Novel drug combinations against methicillin resistant Staphylococcus aureus

Abstract

Methicillin-resistant Staphylococcus aureus (MRSA) causes a major public health issue due to its resistance to multiple antibiotics, leading to severe infections and increased healthcare costs. As traditional treatments are becoming less effective against antibiotic-resistant bacteria like MRSA, innovative therapeutic approaches are necessary. In many reported cases, synergistic drug combinations have been used to address issues related to antibiotic resistance. Therefore, this study aimed to identify novel synergistic drug combinations to combat MRSA by predicting the bioactivity of 3000 drug candidates, primarily phytochemicals. Using the KNIME Analytics Platform, an in-silico screening pipeline was developed to predict the activity of these phytochemicals against MRSA. The study retrieved 2D structural information of the 3000 drug candidates, 25 antibiotics, and 17 drug combinations from the ChEMBL database. The training data were selected from current treatment practices in hospitals, while test data were chosen based on literature on antimicrobial properties. Cheminformatics tools and machine learning models, including Random Forest (RF), Artificial Neural Network (ANN), and Support Vector Machine (SVM), were used to train and validate the data. Model performances were evaluated using accuracy, Root Mean Squared Error (RMSE), precision, recall, F1 score, and Cohen’s kappa.
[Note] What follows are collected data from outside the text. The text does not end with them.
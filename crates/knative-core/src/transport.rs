//! Transport seam: physical endpoints bound to resolved URIs.
//!
//! The core never opens sockets itself. A [`Transport`] turns a
//! [`PhysicalUri`] into a [`PhysicalEndpoint`], which in turn hands out a
//! send-side processor and receive-side consumers.

use std::sync::Arc;

use async_trait::async_trait;
use knative_env::PhysicalUri;

use crate::error::KnativeResult;
use crate::processor::Processor;

/// Factory for physical endpoints.
pub trait Transport: Send + Sync {
    fn endpoint(&self, uri: &PhysicalUri) -> KnativeResult<Arc<dyn PhysicalEndpoint>>;
}

/// A physical resource bound to one address.
///
/// `start` must precede any use of its producers or consumers; `stop`
/// releases whatever `start` acquired.
#[async_trait]
pub trait PhysicalEndpoint: Send + Sync {
    fn uri(&self) -> &PhysicalUri;

    async fn start(&self) -> KnativeResult<()>;

    async fn stop(&self) -> KnativeResult<()>;

    /// Send-side step. Its output is the reply from the remote consumer.
    fn create_producer(&self) -> KnativeResult<Arc<dyn Processor>>;

    /// Receive-side handle feeding inbound messages into `processor`.
    fn create_consumer(&self, processor: Arc<dyn Processor>) -> KnativeResult<Box<dyn Consumer>>;
}

/// A started consumer receives messages until stopped.
#[async_trait]
pub trait Consumer: Send + Sync {
    async fn start(&self) -> KnativeResult<()>;

    async fn stop(&self) -> KnativeResult<()>;
}
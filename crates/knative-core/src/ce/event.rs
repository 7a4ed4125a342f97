//! The normalized event envelope and its two wire representations.

use std::collections::BTreeMap;

use chrono::DateTime;
use serde_json::{Map, Value};

use super::attributes::{Attributes, DATA_KEY};
use crate::error::{KnativeError, KnativeResult};
use crate::message::Message;

/// A CloudEvent independent of its wire representation.
///
/// `time` keeps the exact text it was received with; it is validated as
/// RFC 3339 on construction.
#[derive(Debug, Clone, PartialEq, Eq)]
pub struct CloudEvent {
    pub spec_version: String,
    pub event_type: String,
    pub id: String,
    pub time: String,
    pub source: String,
    pub content_type: Option<String>,
    pub data: Vec<u8>,
    pub extensions: BTreeMap<String, String>,
}

impl CloudEvent {
    /// Read a binary-mode event from message headers and body.
    pub fn from_binary(message: &Message, attrs: &Attributes) -> KnativeResult<Self> {
        let required = |header: &str| {
            message
                .header(header)
                .map(str::to_string)
                .ok_or_else(|| KnativeError::Parse(format!("missing header {header}")))
        };

        let time = required(attrs.time.header)?;
        validate_time(&time)?;

        let extensions = message
            .headers()
            .iter()
            .filter_map(|(k, v)| attrs.extension_name(k).map(|n| (n.to_string(), v.clone())))
            .collect();

        Ok(Self {
            spec_version: required(attrs.spec_version.header)?,
            event_type: required(attrs.event_type.header)?,
            id: required(attrs.id.header)?,
            time,
            source: required(attrs.source.header)?,
            content_type: message.content_type().map(str::to_string),
            data: message.body().to_vec(),
            extensions,
        })
    }

    /// Read a structured-mode event from a parsed JSON document.
    pub fn from_structured(value: &Value, attrs: &Attributes) -> KnativeResult<Self> {
        let object = value
            .as_object()
            .ok_or_else(|| KnativeError::Parse("structured event is not a JSON object".into()))?;

        let required = |key: &str| match object.get(key) {
            Some(Value::String(s)) => Ok(s.clone()),
            Some(_) => Err(KnativeError::Parse(format!("attribute {key} is not a string"))),
            None => Err(KnativeError::Parse(format!("missing attribute {key}"))),
        };

        let time = required(attrs.time.key)?;
        validate_time(&time)?;

        let content_type = match object.get(attrs.content_type_key) {
            None | Some(Value::Null) => None,
            Some(v) => Some(text_of(v)),
        };

        let data = match object.get(DATA_KEY) {
            None | Some(Value::Null) => Vec::new(),
            Some(Value::String(s)) => s.clone().into_bytes(),
            Some(v) => serde_json::to_vec(v).map_err(|e| KnativeError::Parse(e.to_string()))?,
        };

        let known: Vec<&str> = attrs
            .required()
            .iter()
            .map(|a| a.key)
            .chain([attrs.content_type_key, DATA_KEY])
            .collect();
        let extensions = object
            .iter()
            .filter(|(k, _)| !known.contains(&k.as_str()))
            .map(|(k, v)| (k.clone(), text_of(v)))
            .collect();

        Ok(Self {
            spec_version: required(attrs.spec_version.key)?,
            event_type: required(attrs.event_type.key)?,
            id: required(attrs.id.key)?,
            time,
            source: required(attrs.source.key)?,
            content_type,
            data,
            extensions,
        })
    }

    /// Render as a structured JSON object. The payload must be UTF-8.
    pub fn to_structured(&self, attrs: &Attributes) -> KnativeResult<Value> {
        let data = std::str::from_utf8(&self.data).map_err(|_| {
            KnativeError::Parse("structured mode requires a UTF-8 payload".to_string())
        })?;

        let mut object = Map::new();
        for (k, v) in &self.extensions {
            object.insert(k.clone(), Value::String(v.clone()));
        }
        object.insert(attrs.spec_version.key.into(), self.spec_version.clone().into());
        object.insert(attrs.event_type.key.into(), self.event_type.clone().into());
        object.insert(attrs.id.key.into(), self.id.clone().into());
        object.insert(attrs.time.key.into(), self.time.clone().into());
        object.insert(attrs.source.key.into(), self.source.clone().into());
        if let Some(ct) = &self.content_type {
            object.insert(attrs.content_type_key.into(), ct.clone().into());
        }
        object.insert(DATA_KEY.into(), data.into());
        Ok(Value::Object(object))
    }

    /// Write this event onto `message` in binary mode, replacing its body.
    pub fn write_binary(&self, message: &mut Message, attrs: &Attributes) {
        message.set_header(attrs.spec_version.header, self.spec_version.as_str());
        message.set_header(attrs.event_type.header, self.event_type.as_str());
        message.set_header(attrs.id.header, self.id.as_str());
        message.set_header(attrs.time.header, self.time.as_str());
        message.set_header(attrs.source.header, self.source.as_str());
        for (k, v) in &self.extensions {
            message.set_header(attrs.header_for_key(k), v.as_str());
        }
        if let Some(ct) = &self.content_type {
            message.set_content_type(ct.as_str());
        }
        message.set_body(self.data.clone());
    }
}

fn validate_time(time: &str) -> KnativeResult<()> {
    DateTime::parse_from_rfc3339(time)
        .map(|_| ())
        .map_err(|e| KnativeError::Parse(format!("invalid event time {time:?}: {e}")))
}

fn text_of(value: &Value) -> String {
    match value {
        Value::String(s) => s.clone(),
        other => other.to_string(),
    }
}
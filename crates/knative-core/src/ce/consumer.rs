use async_trait::async_trait;

use super::{CloudEvent, CloudEventsVersion, MIME_STRUCTURED_CONTENT_MODE};
use crate::converter::ContentMode;
use crate::error::{KnativeError, KnativeResult};
use crate::message::Message;
use crate::metrics::METRICS;
use crate::obs;
use crate::processor::Processor;

/// Inbound step: validates binary events and unpacks structured ones.
pub struct ConsumerProcessor {
    version: CloudEventsVersion,
    endpoint: String,
}

impl ConsumerProcessor {
    pub fn new(version: CloudEventsVersion, endpoint: impl Into<String>) -> Self {
        Self {
            version,
            endpoint: endpoint.into(),
        }
    }

    fn decode(&self, mut message: Message) -> KnativeResult<Message> {
        let attrs = self.version.attributes();
        match ContentMode::of(&message) {
            ContentMode::Binary => {
                CloudEvent::from_binary(&message, attrs)?;
            }
            ContentMode::Structured => {
                let value: serde_json::Value = serde_json::from_slice(message.body())
                    .map_err(|e| KnativeError::Parse(format!("malformed structured event: {e}")))?;
                let mut event = CloudEvent::from_structured(&value, attrs)?;
                if event.content_type.is_none() {
                    event.content_type = Some(MIME_STRUCTURED_CONTENT_MODE.to_string());
                }
                event.write_binary(&mut message, attrs);
            }
        }
        Ok(message)
    }
}

#[async_trait]
impl Processor for ConsumerProcessor {
    async fn process(&self, message: Message) -> KnativeResult<Message> {
        match self.decode(message) {
            Ok(message) => {
                METRICS.inc_events_decoded();
                Ok(message)
            }
            Err(e) => {
                METRICS.inc_decode_failures();
                obs::emit_decode_failed(&self.endpoint, &e);
                Err(e)
            }
        }
    }
}
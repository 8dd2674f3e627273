pub mod tcp;
pub mod udp;

use async_trait::async_trait;
use rootward_domain::ResolverError;
use std::fmt;
use std::net::SocketAddr;
use std::sync::Arc;
use std::time::Duration;

#[derive(Clone, Copy, Debug, PartialEq, Eq)]
pub enum Protocol {
    Udp,
    Tcp,
}

impl fmt::Display for Protocol {
    fn fmt(&self, f: &mut fmt::Formatter<'_>) -> fmt::Result {
        match self {
            Self::Udp => write!(f, "udp"),
            Self::Tcp => write!(f, "tcp"),
        }
    }
}

/// A one-shot exchange of raw DNS message bytes with a single server.
#[async_trait]
pub trait DnsTransport: Send + Sync {
    async fn send(
        &self,
        message_bytes: &[u8],
        timeout: Duration,
    ) -> Result<Vec<u8>, ResolverError>;
}

/// Produces the transport used for one attempt against one server. The
/// default factory speaks real UDP and TCP; tests substitute canned
/// responders here.
pub trait TransportFactory: Send + Sync {
    fn transport(&self, protocol: Protocol, server: SocketAddr) -> Arc<dyn DnsTransport>;
}

#[derive(Debug, Default)]
pub struct SocketTransportFactory;

impl TransportFactory for SocketTransportFactory {
    fn transport(&self, protocol: Protocol, server: SocketAddr) -> Arc<dyn DnsTransport> {
        match protocol {
            Protocol::Udp => Arc::new(udp::UdpTransport::new(server)),
            Protocol::Tcp => Arc::new(tcp::TcpTransport::new(server)),
        }
    }
}
use std::time::Duration;

/// Process-wide resolver tuning.
///
/// One instance is shared (behind an `Arc`) by the engine, the nameserver
/// pools and the DNSSEC verifier. Everything has a sensible default; the
/// `with_*` builders exist for the handful of knobs callers actually turn.
#[derive(Clone, Debug)]
pub struct ResolverConfig {
    /// Upper bound applied to every cache expiry derived from a TTL, in
    /// seconds. Shorter TTLs on received records are still respected.
    pub max_allowed_ttl: u32,

    /// Ceiling on the number of lookups a single `exchange` call may make,
    /// from the root to the leaf plus any enrichment. DNSKEY and DS lookups
    /// are excluded. Its main task is to stop delegation loops.
    pub max_queries_per_request: u32,

    /// The number of nameservers, with addresses, we ideally hold per zone.
    /// Below this (and with hostnames still unresolved) a pool is considered
    /// worth enriching.
    pub desired_nameservers_per_zone: usize,

    /// When true, pools that are usable but below the desired server count
    /// are not enriched in the background.
    pub lazy_enrichment: bool,

    /// Clear the answer, authority and additional sections of a Bogus
    /// response, per RFC 4035 §5.5.
    pub suppress_bogus_response_sections: bool,

    /// Drop the authority section from positive answers when it carries no
    /// SOA (it then only restates nameservers).
    pub remove_authority_section_for_positive_answers: bool,

    /// Drop the additional section from positive answers. EDNS options
    /// survive regardless.
    pub remove_additional_section_for_positive_answers: bool,

    /// Per-attempt UDP timeout.
    pub timeout_udp: Duration,

    /// Per-attempt TCP timeout.
    pub timeout_tcp: Duration,

    /// When true, every RRSIG covering an rrset must verify for the rrset
    /// to be accepted. The default accepts an rrset once any one of its
    /// signatures verifies (RFC 4035 §5.3.3 leaves the policy local).
    pub require_all_signatures_valid: bool,
}

impl Default for ResolverConfig {
    fn default() -> Self {
        Self {
            max_allowed_ttl: 60 * 60 * 48,
            max_queries_per_request: 100,
            desired_nameservers_per_zone: 3,
            lazy_enrichment: false,
            suppress_bogus_response_sections: true,
            remove_authority_section_for_positive_answers: true,
            remove_additional_section_for_positive_answers: true,
            timeout_udp: Duration::from_millis(150),
            timeout_tcp: Duration::from_millis(600),
            require_all_signatures_valid: false,
        }
    }
}

impl ResolverConfig {
    pub fn with_max_queries_per_request(mut self, max: u32) -> Self {
        self.max_queries_per_request = max;
        self
    }

    pub fn with_timeouts(mut self, udp: Duration, tcp: Duration) -> Self {
        self.timeout_udp = udp;
        self.timeout_tcp = tcp;
        self
    }

    pub fn with_lazy_enrichment(mut self) -> Self {
        self.lazy_enrichment = true;
        self
    }

    pub fn with_all_signatures_required(mut self) -> Self {
        self.require_all_signatures_valid = true;
        self
    }
}
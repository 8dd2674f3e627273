use hickory_proto::rr::Name;
use rootward_domain::Trace;
use std::sync::atomic::AtomicU32;
use std::sync::Arc;
use std::time::Instant;

/// State that rides along with a single client query through every
/// exchange: the trace, the shared loop-guard counter, an optional
/// deadline, and the zone currently being asked (for error context).
///
/// Cloning is cheap; the trace and counter are shared, the zone slot is
/// per-hop.
#[derive(Clone, Debug)]
pub struct QueryContext {
    pub start: Instant,
    pub trace: Arc<Trace>,
    pub session_queries: Arc<AtomicU32>,
    pub deadline: Option<Instant>,
    pub zone_name: Option<Name>,
}

impl QueryContext {
    pub fn new() -> Self {
        let start = Instant::now();
        Self {
            start,
            trace: Arc::new(Trace::with_start(start)),
            session_queries: Arc::new(AtomicU32::new(0)),
            deadline: None,
            zone_name: None,
        }
    }

    pub fn with_deadline(mut self, deadline: Instant) -> Self {
        self.deadline = Some(deadline);
        self
    }

    /// A copy of this context scoped to an exchange with `zone`.
    pub fn for_zone(&self, zone: &Name) -> Self {
        let mut ctx = self.clone();
        ctx.zone_name = Some(zone.clone());
        ctx
    }

    /// The zone name for log and error text; `unknown` outside a zone.
    pub fn zone_label(&self) -> String {
        self.zone_name
            .as_ref()
            .map(Name::to_string)
            .unwrap_or_else(|| "unknown".to_string())
    }

    /// Clamps a per-attempt timeout to whatever remains of the deadline.
    pub fn clamp_timeout(&self, timeout: std::time::Duration) -> std::time::Duration {
        match self.deadline {
            Some(deadline) => timeout.min(deadline.saturating_duration_since(Instant::now())),
            None => timeout,
        }
    }
}

impl Default for QueryContext {
    fn default() -> Self {
        Self::new()
    }
}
Synergistic drug combinations were predicted with accuracies of 98.41% for RF, 98.01% for ANN, and 98.21% for SVM. Five compounds: Psoralen, Nintedanib, Deuxibuprofen, D-Pinitol, and Gallic acid were identified as promising candidates against MRSA after filtering through a Pan-assay. These compounds possess known antimicrobial properties but are not commonly used against MRSA. The drug combination of CHEMBL235842 and CHEMBL2152348 demonstrated the highest synergy score, suggesting that combining these compounds could target more bacterial survival pathways than single-drug therapies, reducing resistance development. This research developed a Machine learning pipeline to predict drug synergy, reducing the experimental sample size and saving resources and time for in-vitro experiments.